One complete iteration of steps 1-2 is called an epoch.

After completing the procedure described above, it's time to use the third part of the dataset, the test set. We use it in the same way as the validation set during each epoch. The only difference is in the purpose of this use. The purpose of validating the model (step 2 in the list above) is to check how well the model handles "unknown" data, which means data that wasn't used in training but can reveal how well the model generalizes.


Overfitting: Excessive Fitting

Imagine having 1000 training samples and setting the number of training epochs quite high, like 500. Additionally, you have 150 test samples, and you decide to skip the validation step entirely.

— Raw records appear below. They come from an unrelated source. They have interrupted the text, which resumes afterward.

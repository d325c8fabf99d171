//! Cut planning against decode keyframes.
//!
//! A stream copy can only start on a keyframe. When the closest keyframe is
//! near the requested start the section is cut losslessly from that keyframe,
//! otherwise video is re-encoded so the cut lands exactly on the request.

use crate::config::ExtractionSettings;

/// Largest distance (seconds) between the requested start and its closest
/// keyframe that still allows a lossless cut.
pub const MAX_KEYFRAME_GAP_SECS: f64 = 2.0;

/// Half-width (seconds) of the window keyframes are sampled in.
pub const KEYFRAME_WINDOW_SECS: f64 = 30.0;

/// Forward skew applied when the chosen keyframe is the last one known.
pub const NO_NEXT_KEYFRAME_OFFSET_SECS: f64 = 0.5;

/// Tunables for cut planning.
#[derive(Debug, Clone)]
pub struct CutConfig {
    /// Maximum keyframe distance for a lossless cut.
    pub max_keyframe_gap_secs: f64,
}

impl Default for CutConfig {
    fn default() -> Self {
        Self {
            max_keyframe_gap_secs: MAX_KEYFRAME_GAP_SECS,
        }
    }
}

impl From<&ExtractionSettings> for CutConfig {
    fn from(settings: &ExtractionSettings) -> Self {
        Self {
            max_keyframe_gap_secs: settings.max_keyframe_gap_secs,
        }
    }
}

/// Outcome of planning a section cut.
#[derive(Debug, Clone, PartialEq)]
pub struct CutPlan {
    /// Start the caller asked for (seconds).
    pub requested_start: f64,
    /// Start the cut should use (seconds).
    pub start: f64,
    /// Whether video has to be re-encoded.
    pub needs_reencode: bool,
    /// Keyframe closest to the requested start, if any were known.
    pub keyframe: Option<f64>,
}

impl CutPlan {
    /// The source can be used as is: nothing to trim and nothing to re-encode.
    pub fn can_use_source(&self) -> bool {
        !self.needs_reencode && self.requested_start == 0.0
    }

    /// Where the section media starts in source time. The cut start, or the
    /// requested start when the source is used uncut.
    pub fn media_start(&self) -> f64 {
        if self.can_use_source() {
            self.requested_start
        } else {
            self.start
        }
    }
}

/// Plan the cut of a section starting at `requested_start`.
///
/// `keyframes` are decode keyframe times sampled around the request. Without
/// video the cut is always lossless; with video but no keyframes a re-encode
/// is assumed.
pub fn plan_cut(
    requested_start: f64,
    keyframes: &[f64],
    has_video: bool,
    config: &CutConfig,
) -> CutPlan {
    if !has_video {
        return CutPlan {
            requested_start,
            start: requested_start,
            needs_reencode: false,
            keyframe: None,
        };
    }

    let mut sorted: Vec<f64> = keyframes.iter().copied().filter(|k| k.is_finite()).collect();
    sorted.sort_by(|a, b| a.total_cmp(b));

    let closest = sorted
        .iter()
        .enumerate()
        .map(|(index, &k)| (index, k, (k - requested_start).abs()))
        .min_by(|a, b| a.2.total_cmp(&b.2));

    let Some((index, keyframe, gap)) = closest else {
        tracing::debug!(
            "No keyframes near {:.3}s, re-encode assumed",
            requested_start
        );
        return CutPlan {
            requested_start,
            start: requested_start,
            needs_reencode: true,
            keyframe: None,
        };
    };

    if gap > config.max_keyframe_gap_secs {
        tracing::info!(
            "Fixed {:.3} to {:.3}: reencode is needed",
            requested_start,
            keyframe
        );
        return CutPlan {
            requested_start,
            start: requested_start,
            needs_reencode: true,
            keyframe: Some(keyframe),
        };
    }

    tracing::info!(
        "Fixed {:.3} to {:.3}: reencode is NOT needed",
        requested_start,
        keyframe
    );

    // A copy starting exactly on the keyframe timestamp sometimes resolves to
    // the previous keyframe, so skew two thirds of the way to the next one.
    let start = match sorted.get(index + 1) {
        Some(&next) => (keyframe * 2.0 + next) / 3.0,
        None => keyframe + NO_NEXT_KEYFRAME_OFFSET_SECS,
    };

    CutPlan {
        requested_start,
        start,
        needs_reencode: false,
        keyframe: Some(keyframe),
    }
}

#[cfg(test)]
mod tests {
    use super::*;

    #[test]
    fn close_keyframe_allows_copy_with_skew() {
        let plan = plan_cut(21.0, &[10.0, 20.0, 30.0], true, &CutConfig::default());
        assert!(!plan.needs_reencode);
        assert_eq!(plan.keyframe, Some(20.0));
        assert!((plan.start - 70.0 / 3.0).abs() < 1e-9);
    }

    #[test]
    fn distant_keyframe_requires_reencode() {
        let plan = plan_cut(20.0, &[10.0, 50.0], true, &CutConfig::default());
        assert!(plan.needs_reencode);
        assert_eq!(plan.keyframe, Some(10.0));
        assert_eq!(plan.start, 20.0);
    }

    #[test]
    fn gap_of_exactly_two_seconds_is_lossless() {
        let plan = plan_cut(12.0, &[10.0, 40.0], true, &CutConfig::default());
        assert!(!plan.needs_reencode);
        assert!((plan.start - 20.0).abs() < 1e-9);
    }

    #[test]
    fn last_keyframe_uses_fixed_offset() {
        let plan = plan_cut(29.5, &[10.0, 20.0, 30.0], true, &CutConfig::default());
        assert!(!plan.needs_reencode);
        assert!((plan.start - 30.5).abs() < 1e-9);
    }

    #[test]
    fn unsorted_keyframes_are_ordered_first() {
        let plan = plan_cut(21.0, &[30.0, 10.0, 20.0], true, &CutConfig::default());
        assert!((plan.start - 70.0 / 3.0).abs() < 1e-9);
    }

    #[test]
    fn missing_keyframes_with_video_reencodes() {
        let plan = plan_cut(5.0, &[], true, &CutConfig::default());
        assert!(plan.needs_reencode);
        assert_eq!(plan.start, 5.0);
        assert_eq!(plan.keyframe, None);
    }

    #[test]
    fn audio_only_never_reencodes() {
        let plan = plan_cut(5.0, &[], false, &CutConfig::default());
        assert!(!plan.needs_reencode);
        assert_eq!(plan.start, 5.0);
    }

    #[test]
    fn source_reused_only_from_zero_without_reencode() {
        let audio = plan_cut(0.0, &[], false, &CutConfig::default());
        assert!(audio.can_use_source());

        let video = plan_cut(0.0, &[], true, &CutConfig::default());
        assert!(!video.can_use_source());
    }

    #[test]
    fn uncut_source_starts_at_requested_time() {
        let plan = plan_cut(0.0, &[0.0, 1.0, 2.0], true, &CutConfig::default());
        assert!(plan.can_use_source());
        assert!((plan.start - 1.0 / 3.0).abs() < 1e-9);
        assert_eq!(plan.media_start(), 0.0);

        let cut = plan_cut(21.0, &[10.0, 20.0, 30.0], true, &CutConfig::default());
        assert_eq!(cut.media_start(), cut.start);
    }

    #[test]
    fn threshold_comes_from_config() {
        let config = CutConfig {
            max_keyframe_gap_secs: 0.5,
        };
        let plan = plan_cut(21.0, &[10.0, 20.0, 30.0], true, &config);
        assert!(plan.needs_reencode);
    }
}
//! Config manager for loading, saving, and atomic updates.
//!
//! - Atomic writes (write to temp file, then rename)
//! - Section-level updates that keep the rest of the file untouched
//! - Unknown tables are dropped on load and the file is rewritten

use std::fs;
use std::io::{self, Write};
use std::path::{Path, PathBuf};

use thiserror::Error;
use toml_edit::{DocumentMut, Item};

use super::settings::{ConfigSection, Settings};

/// File name used when no config path is given.
pub const DEFAULT_CONFIG_FILE: &str = "douki.toml";

/// Errors that can occur during config operations.
#[derive(Error, Debug)]
pub enum ConfigError {
    #[error("Failed to read config file: {0}")]
    ReadError(#[from] io::Error),

    #[error("Failed to parse config: {0}")]
    ParseError(#[from] toml::de::Error),

    #[error("Failed to serialize config: {0}")]
    SerializeError(#[from] toml::ser::Error),

    #[error("Failed to parse config for editing: {0}")]
    EditParseError(#[from] toml_edit::TomlError),

    #[error("Config file not found: {0}")]
    NotFound(PathBuf),
}

/// Result type for config operations.
pub type ConfigResult<T> = Result<T, ConfigError>;

/// Manages application configuration.
pub struct ConfigManager {
    config_path: PathBuf,
    settings: Settings,
}

impl ConfigManager {
    /// Create a manager for `config_path`. Nothing is read until `load()` or
    /// `load_or_create()`.
    pub fn new(config_path: impl Into<PathBuf>) -> Self {
        Self {
            config_path: config_path.into(),
            settings: Settings::default(),
        }
    }

    pub fn path(&self) -> &Path {
        &self.config_path
    }

    pub fn settings(&self) -> &Settings {
        &self.settings
    }

    /// Changes stay in memory until `save()` or `update_section()`.
    pub fn settings_mut(&mut self) -> &mut Settings {
        &mut self.settings
    }

    /// Load config from file. Fails if the file doesn't exist.
    pub fn load(&mut self) -> ConfigResult<()> {
        if !self.config_path.exists() {
            return Err(ConfigError::NotFound(self.config_path.clone()));
        }

        let content = fs::read_to_string(&self.config_path)?;
        self.settings = toml::from_str(&content)?;
        Ok(())
    }

    /// Load config from file, creating it with defaults if it doesn't exist.
    ///
    /// A file with unknown tables is rewritten without them.
    pub fn load_or_create(&mut self) -> ConfigResult<()> {
        if self.config_path.exists() {
            let content = fs::read_to_string(&self.config_path)?;
            let (settings, has_unknown) = self.parse_and_check(&content)?;
            self.settings = settings;

            if has_unknown {
                tracing::warn!(
                    "Dropping unknown sections from {}",
                    self.config_path.display()
                );
                self.save()?;
            }
        } else {
            self.settings = Settings::default();
            self.save()?;
            tracing::info!("Created default config at {}", self.config_path.display());
        }
        Ok(())
    }

    pub fn logs_dir(&self) -> PathBuf {
        PathBuf::from(&self.settings.paths.logs_dir)
    }

    /// Parse settings and report whether the file has tables we don't know.
    fn parse_and_check(&self, content: &str) -> ConfigResult<(Settings, bool)> {
        let doc: DocumentMut = content.parse()?;
        let settings: Settings = toml::from_str(content)?;

        let known: Vec<&str> = ConfigSection::ALL.iter().map(|s| s.table_name()).collect();
        let has_unknown = doc.iter().any(|(key, _)| !known.contains(&key));

        Ok((settings, has_unknown))
    }

    /// Save the entire config atomically.
    pub fn save(&self) -> ConfigResult<()> {
        let content = self.generate_config_with_comments()?;
        self.atomic_write(&content)?;
        Ok(())
    }

    /// Rewrite one section on disk, leaving the others as they are.
    pub fn update_section(&mut self, section: ConfigSection) -> ConfigResult<()> {
        let current_content = if self.config_path.exists() {
            fs::read_to_string(&self.config_path)?
        } else {
            String::new()
        };

        let mut doc: DocumentMut = if current_content.is_empty() {
            DocumentMut::new()
        } else {
            current_content.parse()?
        };

        let section_doc: DocumentMut = self.section_toml(section)?.parse()?;
        doc[section.table_name()] = Item::Table(section_doc.as_table().clone());

        self.atomic_write(&doc.to_string())?;
        Ok(())
    }

    fn section_toml(&self, section: ConfigSection) -> ConfigResult<String> {
        Ok(match section {
            ConfigSection::Paths => toml::to_string_pretty(&self.settings.paths)?,
            ConfigSection::Logging => toml::to_string_pretty(&self.settings.logging)?,
            ConfigSection::Matching => toml::to_string_pretty(&self.settings.matching)?,
            ConfigSection::Extraction => toml::to_string_pretty(&self.settings.extraction)?,
        })
    }

    fn generate_config_with_comments(&self) -> ConfigResult<String> {
        let mut output = String::new();
        output.push_str("# Douki configuration\n");
        output.push_str("# Unknown sections are removed when the file is loaded.\n");

        for section in ConfigSection::ALL {
            let comment = match section {
                ConfigSection::Paths => "Sync data, output and log directories",
                ConfigSection::Logging => "Logging (RUST_LOG overrides the level)",
                ConfigSection::Matching => "Fingerprint matching thresholds (offset units)",
                ConfigSection::Extraction => "Section cutting and fingerprint extraction",
            };
            output.push_str(&format!("\n# {}\n[{}]\n", comment, section.table_name()));
            for line in self.section_toml(section)?.lines() {
                output.push_str(line);
                output.push('\n');
            }
        }

        Ok(output)
    }

    fn atomic_write(&self, content: &str) -> io::Result<()> {
        if let Some(parent) = self.config_path.parent() {
            if !parent.as_os_str().is_empty() {
                fs::create_dir_all(parent)?;
            }
        }

        let temp_path = self.config_path.with_extension("toml.tmp");
        {
            let mut file = fs::File::create(&temp_path)?;
            file.write_all(content.as_bytes())?;
            file.sync_all()?;
        }
        fs::rename(&temp_path, &self.config_path)?;
        Ok(())
    }
}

You observe the training progress and notice that with each epoch, the model becomes more accurate at recognizing the training samples. By the end of the training, the model achieves nearly 99.99% accuracy on the training data, which seems nearly perfect!

Feeling confident, you test the model, and to your surprise, the model's accuracy on the 150 test samples is around 75%. What happened? Was 500 epochs not enough?

While there's a teeny-tiny chance that this might be true, it's unlikely. What you're witnessing is an effect known as overfitting, which means the model has fit the training data excessively. As a result, the model can perfectly recognize the data used in training, but its generalization abilities are poor. The validation process aims to detect the point at which the model begins to perform worse on new data, and it's where you should stop the training.

For the example described, if you had implemented validation and plotted the results, it might look like this:

Fig. 2: Training accuracy (in blue) and validation accuracy (in orange). The graph clearly shows that after around 100 epochs, the model starts overfitting.


This chart clearly shows that after about 100 epochs, the model begins to show signs of overfitting. This would be the right time to stop the training.

It's essential to remember that, although it's rare to achieve as high accuracy on the test or validation set as on the training set, closely monitoring the training progress can help you make the most of your model.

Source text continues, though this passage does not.